На пленарном заседании XIX конгресса он выдвинул грандиозную задачу: «Привести миллион семей, миллион экономических единиц, которые прорастут корнями в землю нашей родины». И это был не пустой лозунг. Пик иммиграции в Палестину пришелся на 1935 год, и Бен-Гурион был убежден, что сионисты должны приложить все свои силы для отправки больших групп иммигрантов, обустроить их и обеспечить средствами к существованию. Для этого следовало соблюсти три предварительных условия: Сионистская организация должна быть единой и эффективной, евреи Америки должны оказать финансовую помощь и Великобритания должна одобрить проект.
Бен-Гурион сразу принялся за дело. Все административные службы организации он перевел в Иерусалим, сведя число членов Исполнительного комитета до семи человек, что сделало его работу более эффективной. Получить поддержку американских евреев ему казалось делом не менее срочным и важным: «Америка, — пишет он находящемуся там эмиссару социалистического движения, — это огромная, гигантская сфера деятельности… Мировое сионистское движение не может существовать без мощного движения, имеющего поддержку в Америке. Там все — массы, сила, деньги. Если мы мечтаем о великом будущем, то без Америки о нем можно забыть». Завоевывая все больше и больше симпатий в Великобритании, он постепенно завязывает отношения с депутатами и министрами, учится ориентироваться в хитросплетениях британской политики, но из осторожности предпочитает держаться в тени Хаима Вейцмана.
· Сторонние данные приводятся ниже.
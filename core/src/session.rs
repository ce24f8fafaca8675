//! Session options consumed by the pipeline.

use crate::{CatalogPath, VersionReference};
use std::collections::HashMap;

/// Per-session state the pipeline reads: the version reference chosen for
/// each source and the default schema used to qualify relative paths.
#[derive(Debug, Clone, Default)]
pub struct SessionOptions {
    user: String,
    default_schema: Option<CatalogPath>,
    versions: HashMap<String, VersionReference>,
}

impl SessionOptions {
    pub fn new(user: impl Into<String>) -> Self {
        Self {
            user: user.into(),
            ..Default::default()
        }
    }

    pub fn with_default_schema(mut self, schema: CatalogPath) -> Self {
        self.default_schema = Some(schema);
        self
    }

    /// Set the version reference for a source (`USE BRANCH x IN source`).
    pub fn with_version(mut self, source: impl Into<String>, version: VersionReference) -> Self {
        self.set_version(source, version);
        self
    }

    pub fn set_version(&mut self, source: impl Into<String>, version: VersionReference) {
        self.versions.insert(source.into().to_lowercase(), version);
    }

    pub fn user(&self) -> &str {
        &self.user
    }

    pub fn default_schema(&self) -> Option<&CatalogPath> {
        self.default_schema.as_ref()
    }

    /// The reference set for a source; `Unspecified` when none was set.
    /// Source names compare case-insensitively.
    pub fn version_for_source(&self, source: &str) -> VersionReference {
        self.versions
            .get(&source.to_lowercase())
            .cloned()
            .unwrap_or_default()
    }
}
В 30-х годах он активно ищет пути для установления перемирия с арабскими националистами. Это не в первый раз. В 1921 году он направил предостережение тем, кто культивировал «иллюзию, что страна Израиль была незанятой территорией и что мы можем делать там все, что угодно, невзирая на ее обитателей». Долгое время его идеи об арабо-еврейских отношениях были весьма простодушны, если не наивны. Только в начале 30-х годов он решится их пересмотреть (что окажется весьма болезненным) и постарается объективно оценить ситуацию.